Daijiworld Media Network – Tehran
Tehran, Dec 12: Iranian Nobel Peace Prize laureate Narges Mohammadi was “violently” arrested on Friday while attending a memorial ceremony in Mashhad, her supporters said, marking yet another crackdown on one of the country’s most prominent human rights defenders.
Mohammadi, who had been on temporary leave from prison since December 2024, was detained along with several activists during the ceremony held for 45-year-old lawyer Khosrow Alikordi. Alikordi, who represented clients in sensitive political cases and defended those detained during the 2022 nationwide protests, was found dead in his office on December 5. Rights groups have demanded an independent probe into what Iran Human Rights described as “very serious suspicion of a state murder.”

Mohammadi’s Paris-based husband, Taghi Rahmani, confirmed on X that she was arrested alongside fellow activist Sepideh Gholian. Videos shared by HRANA showed Mohammadi—without the mandatory headscarf—standing among a crowd of supporters, chanting slogans such as “Long live Iran,” “We fight, we die, we accept no humiliation,” and “Death to the dictator.”

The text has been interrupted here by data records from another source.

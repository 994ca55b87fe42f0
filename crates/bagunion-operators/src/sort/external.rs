//! Multi-pass run merging.
//!
//! `RunMerger` repeatedly partitions the live run list into groups of at most
//! `fan_in` runs and merges each group into one new run, until a single run
//! remains. That run is then adopted as the sorted relation.
//!
//! State machine:
//!
//! ```text
//! AwaitingRuns -> Merging(pass 1) -> Merging(pass 2) -> ... -> Done
//! ```
//!
//! Consumed runs are deleted as soon as the group that read them is merged.

use std::path::{Path, PathBuf};

use bagunion_core::budget::MemoryBudget;
use bagunion_core::config::StrategyKind;
use bagunion_core::error::{Error, Result};
use bagunion_core::id::PassId;
use bagunion_io::buf::{RecordReader, RecordWriter};
use bagunion_mem::spill::{RunMeta, RunStore};
use bagunion_mem::tracking::IoCostTracker;

use super::strategy::{strategy_for, MergeStrategy};

#[derive(Debug, Clone, Copy, PartialEq, Eq)]
pub enum MergeState {
    AwaitingRuns,
    Merging { pass: PassId },
    Done,
}

/// The single fully sorted run left for one relation.
#[derive(Debug, Clone, PartialEq, Eq)]
pub struct SortedRelation {
    pub path: PathBuf,
    pub records: u64,
}

#[derive(Debug, Clone, PartialEq, Eq)]
pub struct MergeOutcome {
    pub sorted: SortedRelation,
    /// Merge passes performed (0 when a single run was adopted as-is).
    pub passes: u32,
}

pub struct RunMerger {
    strategy: Box<dyn MergeStrategy>,
    state: MergeState,
}

impl RunMerger {
    pub fn new(strategy: Box<dyn MergeStrategy>) -> Self {
        Self {
            strategy,
            state: MergeState::AwaitingRuns,
        }
    }

    pub fn from_config(kind: StrategyKind, budget: &MemoryBudget) -> Self {
        Self::new(strategy_for(kind, budget))
    }

    pub fn state(&self) -> MergeState {
        self.state
    }

    /// Merge `runs` down to one sorted file at `output`.
    ///
    /// Fails with `EmptyRunSet` when `runs` is empty. A single run is renamed
    /// into place without any merge work.
    pub fn merge_runs(
        &mut self,
        runs: Vec<RunMeta>,
        output: impl AsRef<Path>,
        store: &mut RunStore,
        io: &mut IoCostTracker,
    ) -> Result<MergeOutcome> {
        self.state = MergeState::AwaitingRuns;
        if runs.is_empty() {
            return Err(Error::EmptyRunSet);
        }

        let mut current = runs;
        let mut pass = 0u32;
        while current.len() > 1 {
            pass += 1;
            self.state = MergeState::Merging {
                pass: PassId::new(u64::from(pass)),
            };
            current = self.run_pass(pass, current, store, io)?;
        }

        let last = current
            .pop()
            .ok_or_else(|| Error::Invariant("merge pass produced no runs".into()))?;
        let sorted = adopt_or_copy(&last, output.as_ref(), store, io)?;
        self.state = MergeState::Done;

        #[cfg(feature = "tracing")]
        tracing::info!(
            output = %sorted.path.display(),
            records = sorted.records,
            passes = pass,
            strategy = self.strategy.name(),
            "runs merged"
        );

        Ok(MergeOutcome {
            sorted,
            passes: pass,
        })
    }

    /// One pass: merge each group of at most `fan_in` runs. A trailing group
    /// of one run is carried to the next pass untouched only when the strategy
    /// says so; otherwise it is read and rewritten like any other group.
    fn run_pass(
        &self,
        pass: u32,
        runs: Vec<RunMeta>,
        store: &mut RunStore,
        io: &mut IoCostTracker,
    ) -> Result<Vec<RunMeta>> {
        let fan_in = self.strategy.fan_in().max(2);
        let mut next = Vec::with_capacity(runs.len().div_ceil(fan_in));

        #[cfg(feature = "tracing")]
        tracing::debug!(pass, runs = runs.len(), fan_in, "merge pass started");

        for group in runs.chunks(fan_in) {
            match group {
                [single] if self.strategy.carries_singleton() => next.push(single.clone()),
                _ => next.push(self.merge_group(group, store, io)?),
            }
        }
        io.flush_partial_blocks();

        #[cfg(feature = "tracing")]
        tracing::debug!(pass, runs_out = next.len(), "merge pass finished");
        #[cfg(not(feature = "tracing"))]
        let _ = pass;

        Ok(next)
    }

    /// Merge one group into a fresh run, then delete the group's inputs.
    ///
    /// Readers live only for this call; they are closed on return whether the
    /// merge succeeded or failed.
    fn merge_group(
        &self,
        group: &[RunMeta],
        store: &mut RunStore,
        io: &mut IoCostTracker,
    ) -> Result<RunMeta> {
        let mut readers = group
            .iter()
            .map(|run| RecordReader::open_run(&run.path))
            .collect::<Result<Vec<_>>>()?;

        let (id, name, path) = store.allocate();
        let mut out = RecordWriter::create_run(&path)?;
        self.strategy.merge_group(&mut readers, &mut out, io)?;
        drop(readers);
        let (path, records) = out.finish()?;

        let expected: u64 = group.iter().map(|r| r.records).sum();
        if records != expected {
            return Err(Error::Invariant(format!(
                "merged run {name} has {records} records, inputs had {expected}"
            )));
        }

        for run in group {
            store.delete(run)?;
        }
        Ok(store.register(id, name, path, records))
    }
}

/// Move the last run to `output`; copy it line by line if a rename is not
/// possible.
fn adopt_or_copy(
    run: &RunMeta,
    output: &Path,
    store: &mut RunStore,
    io: &mut IoCostTracker,
) -> Result<SortedRelation> {
    if store.adopt(run, output)? {
        return Ok(SortedRelation {
            path: output.to_path_buf(),
            records: run.records,
        });
    }
    copy_run(run, output, store, io)
}

/// Copy `run` to `output` line by line, charging the I/O as its own phase,
/// then delete the run.
fn copy_run(
    run: &RunMeta,
    output: &Path,
    store: &mut RunStore,
    io: &mut IoCostTracker,
) -> Result<SortedRelation> {
    let mut reader = RecordReader::open_run(&run.path)?;
    let mut writer = RecordWriter::create_run(output)?;
    while let Some(line) = reader.read_line(io)? {
        writer.write_line(line, io)?;
    }
    drop(reader);
    let (path, records) = writer.finish()?;
    store.delete(run)?;
    io.flush_partial_blocks();
    Ok(SortedRelation { path, records })
}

Other footage aired by Persian-language channels showed the 53-year-old climbing atop a vehicle with a microphone and urging the crowd to continue their chants.

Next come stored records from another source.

#![forbid(unsafe_code)]
//! bagunion-mem: I/O cost accounting and scratch-file bookkeeping.
//!
//! Nothing here reads or writes record contents. `tracking` counts what the
//! I/O layer reports, `spill` names/deletes/adopts run files, and `guard`
//! removes half-written files when a writer is dropped without committing.

pub mod guard;
pub mod spill;
pub mod tracking;

pub use guard::ScratchGuard;
pub use spill::{RunMeta, RunName, RunStore};
pub use tracking::IoCostTracker;
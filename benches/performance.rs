use std::fs;
use std::path::{Path, PathBuf};

use criterion::{criterion_group, criterion_main, Criterion};
use bagunion_core::budget::MemoryBudget;
use bagunion_core::config::{EngineConfig, StrategyKind};
use bagunion_core::record::RECORD_WIDTH;
use bagunion_core::Record;
use bagunion_exec::Engine;
use bagunion_mem::spill::RunStore;
use bagunion_mem::tracking::IoCostTracker;
use bagunion_operators::{create_initial_runs, RunMerger};
use rand::rngs::StdRng;
use rand::{Rng, SeedableRng};

fn bench_dir(name: &str) -> PathBuf {
    let dir = std::env::temp_dir().join(format!("bagunion-bench-{}", name));
    let _ = fs::remove_dir_all(&dir);
    fs::create_dir_all(&dir).unwrap();
    dir
}

fn write_input(path: &Path, rows: usize, seed: u64) {
    let mut rng = StdRng::seed_from_u64(seed);
    let mut body = String::with_capacity(rows * (RECORD_WIDTH + 1));
    for _ in 0..rows {
        let id = rng.gen_range(10_000_000..20_000_000u32).to_string();
        let rec = Record::from_fields([
            id.as_str(),
            "Sarah",
            "Clark",
            "555",
            "101",
            "123456789",
            "1455 Guy Street, Montreal, QC",
        ])
        .unwrap();
        body.push_str(rec.encode());
        body.push('\n');
    }
    fs::write(path, body).unwrap();
}

fn bench_external_sort(c: &mut Criterion) {
    let dir = bench_dir("sort");
    let input = dir.join("in.txt");
    write_input(&input, 20_000, 1);
    let budget = MemoryBudget::with_records(1_000);

    for kind in [StrategyKind::Kway, StrategyKind::Pairwise] {
        c.bench_function(&format!("external_sort_{}", kind), |b| {
            b.iter(|| {
                let mut store = RunStore::new(dir.join("runs"), "B").unwrap();
                let mut io = IoCostTracker::new();
                let runs =
                    create_initial_runs(&input, budget.records, &mut store, &mut io).unwrap();
                let mut merger = RunMerger::from_config(kind, &budget);
                merger
                    .merge_runs(runs, dir.join("sorted.txt"), &mut store, &mut io)
                    .unwrap();
            })
        });
    }
}

fn bench_bag_union(c: &mut Criterion) {
    let dir = bench_dir("union");
    let (a, b_path) = (dir.join("T1.txt"), dir.join("T2.txt"));
    write_input(&a, 10_000, 2);
    write_input(&b_path, 10_000, 3);
    let cfg = EngineConfig {
        mem_limit_bytes: 256 * 1024,
        scratch_dir: dir.join("scratch").display().to_string(),
        ..EngineConfig::default()
    };

    c.bench_function("bag_union_end_to_end", |b| {
        b.iter(|| {
            let mut engine = Engine::new(cfg.clone()).unwrap();
            engine.bag_union(&a, &b_path, dir.join("out.txt")).unwrap();
        })
    });
}

criterion_group!(benches, bench_external_sort, bench_bag_union);
criterion_main!(benches);
//! Shared helpers for integration tests: scratch dirs and record files.
#![allow(dead_code)]

use std::fs;
use std::path::{Path, PathBuf};

use bagunion_core::record::RECORD_WIDTH;
use bagunion_core::Record;
use rand::rngs::StdRng;
use rand::{Rng, SeedableRng};

const FIRST: &[&str] = &["John", "Mary", "Alice", "Bob", "Sarah"];
const LAST: &[&str] = &["Smith", "Lee", "Garcia", "Clark", "Brown"];

/// Fresh, empty directory under the system temp dir.
pub fn create_temp_dir(name: &str) -> PathBuf {
    let dir = std::env::temp_dir().join(format!("bagunion-it-{}", name));
    let _ = fs::remove_dir_all(&dir);
    fs::create_dir_all(&dir).unwrap();
    dir
}

/// Deterministic record for `key`; equal keys give equal records.
pub fn make_record(key: u64) -> Record {
    let id = format!("{}", 10_000_000 + key);
    let first = FIRST[(key % FIRST.len() as u64) as usize];
    let last = LAST[(key / 7 % LAST.len() as u64) as usize];
    let dept = format!("{}", 444 + (key % 4) * 111);
    let address = format!("{} Guy Street, Montreal, QC", 100 + key % 900);
    Record::from_fields([
        id.as_str(),
        first,
        last,
        dept.as_str(),
        "101",
        "123456789",
        address.as_str(),
    ])
    .unwrap()
}

/// `n` records drawn from `distinct` keys, in random order.
pub fn generate_random_records(n: usize, distinct: u64, seed: u64) -> Vec<Record> {
    let mut rng = StdRng::seed_from_u64(seed);
    (0..n)
        .map(|_| make_record(rng.gen_range(0..distinct)))
        .collect()
}

pub fn write_records(path: &Path, records: &[Record]) {
    let mut body = String::with_capacity(records.len() * (RECORD_WIDTH + 1));
    for r in records {
        body.push_str(r.encode());
        body.push('\n');
    }
    fs::write(path, body).unwrap();
}

pub fn read_records(path: &Path) -> Vec<Record> {
    fs::read_to_string(path)
        .unwrap()
        .lines()
        .map(|l| Record::decode(l).unwrap())
        .collect()
}

/// Parse `record:count` lines.
pub fn read_union_output(path: &Path) -> Vec<(Record, u64)> {
    fs::read_to_string(path)
        .unwrap()
        .lines()
        .map(|l| {
            let (key, count) = l.rsplit_once(':').unwrap();
            (Record::decode(key).unwrap(), count.parse().unwrap())
        })
        .collect()
}

pub fn is_sorted(records: &[Record]) -> bool {
    records.windows(2).all(|w| w[0] <= w[1])
}
#![forbid(unsafe_code)]
//! bagunion-core: the shared vocabulary of the engine.
//!
//! - `record`: the fixed-width record codec and its total order.
//! - `budget`: memory-limit to record-budget/fan-in derivation.
//! - `config`: serializable engine configuration.
//! - `error`: the error taxonomy every layer propagates.
//! - `report`: merge metrics and run reports handed back to callers.
//!
//! No file I/O happens in this crate.

pub mod budget;
pub mod config;
pub mod error;
pub mod id;
pub mod prelude;
pub mod record;
pub mod report;

/// Engine version string stamped into run reports.
pub const VERSION: &str = env!("CARGO_PKG_VERSION");

pub use error::{Error, Result};
pub use record::Record;
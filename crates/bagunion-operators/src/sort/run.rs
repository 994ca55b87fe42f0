//! Run generation utilities for external sort.
//!
//! Accumulates records in memory (up to the record budget), sorts them, and
//! spills each full buffer to a new run file.

use std::path::Path;

use bagunion_core::error::Result;
use bagunion_core::record::Record;
use bagunion_io::buf::{RecordReader, RecordWriter};
use bagunion_mem::spill::{RunMeta, RunStore};
use bagunion_mem::tracking::IoCostTracker;

/// Upper bound on the up-front buffer reservation; larger budgets grow lazily.
const MAX_PREALLOC_RECORDS: usize = 1 << 20;

/// Generator for sorted runs.
///
/// Accumulates records, sorts when the budget is reached, writes to a run.
pub struct RunGenerator {
    budget_records: usize,
    buffer: Vec<Record>,
    runs: Vec<RunMeta>,
}

impl RunGenerator {
    pub fn new(budget_records: usize) -> Self {
        let budget_records = budget_records.max(1);
        Self {
            budget_records,
            buffer: Vec::with_capacity(budget_records.min(MAX_PREALLOC_RECORDS)),
            runs: Vec::new(),
        }
    }

    /// Add a record to the buffer. Spills if the budget is reached.
    pub fn push(
        &mut self,
        record: Record,
        store: &mut RunStore,
        io: &mut IoCostTracker,
    ) -> Result<()> {
        self.buffer.push(record);
        if self.buffer.len() >= self.budget_records {
            self.flush_run(store, io)?;
        }
        Ok(())
    }

    /// Sort the buffer and write it to a new run on disk.
    fn flush_run(&mut self, store: &mut RunStore, io: &mut IoCostTracker) -> Result<()> {
        if self.buffer.is_empty() {
            return Ok(());
        }

        // Equal records are indistinguishable, so stability does not matter.
        self.buffer.sort_unstable();

        let (id, name, path) = store.allocate();
        let mut writer = RecordWriter::create_run(&path)?;
        for record in &self.buffer {
            writer.write_record(record, io)?;
        }
        let (path, records) = writer.finish()?;

        #[cfg(feature = "tracing")]
        tracing::debug!(run = %name, records, "spilled sorted run");

        self.runs.push(store.register(id, name, path, records));
        self.buffer.clear();
        Ok(())
    }

    /// Spill any remaining records and return the runs in creation order.
    pub fn finalize(
        &mut self,
        store: &mut RunStore,
        io: &mut IoCostTracker,
    ) -> Result<Vec<RunMeta>> {
        self.flush_run(store, io)?;
        Ok(std::mem::take(&mut self.runs))
    }

    /// Delete every run spilled so far (error path).
    fn discard(&mut self, store: &mut RunStore) {
        for run in self.runs.drain(..) {
            let _ = store.delete(&run);
        }
        self.buffer.clear();
    }
}

/// Read `input` sequentially and produce sorted runs of at most
/// `budget_records` records each.
///
/// An empty input yields no runs. A decode failure aborts immediately; runs
/// already spilled by this call are deleted before the error is returned.
pub fn create_initial_runs(
    input: impl AsRef<Path>,
    budget_records: usize,
    store: &mut RunStore,
    io: &mut IoCostTracker,
) -> Result<Vec<RunMeta>> {
    let mut gen = RunGenerator::new(budget_records);
    let result = fill(&mut gen, input.as_ref(), store, io);
    // Charge the last partial read/write blocks of run generation.
    io.flush_partial_blocks();
    match result {
        Ok(runs) => {
            #[cfg(feature = "tracing")]
            tracing::info!(
                input = %input.as_ref().display(),
                runs = runs.len(),
                budget_records,
                "initial runs created"
            );
            Ok(runs)
        }
        Err(e) => {
            gen.discard(store);
            Err(e)
        }
    }
}

fn fill(
    gen: &mut RunGenerator,
    input: &Path,
    store: &mut RunStore,
    io: &mut IoCostTracker,
) -> Result<Vec<RunMeta>> {
    let mut reader = RecordReader::open(input)?;
    while let Some(record) = reader.next_record(io)? {
        gen.push(record, store, io)?;
    }
    gen.finalize(store, io)
}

Mohammadi, arrested multiple times since 2021, has spent much of the past decade behind bars. Her twin children accepted the 2023 Nobel Peace Prize on her behalf in Oslo, as she has been barred from leaving Iran and has not seen them for 11 years. Even outside prison, she has remained openly defiant—refusing to wear the headscarf, addressing global audiences through virtual events, and meeting activists across the country.
A fearless critic of Iran’s clerical establishment since the 1979 revolution, Mohammadi has repeatedly predicted the system’s eventual fall. Her re-arrest comes amid renewed scrutiny of Iran’s human rights record following Alikordi’s mysterious death.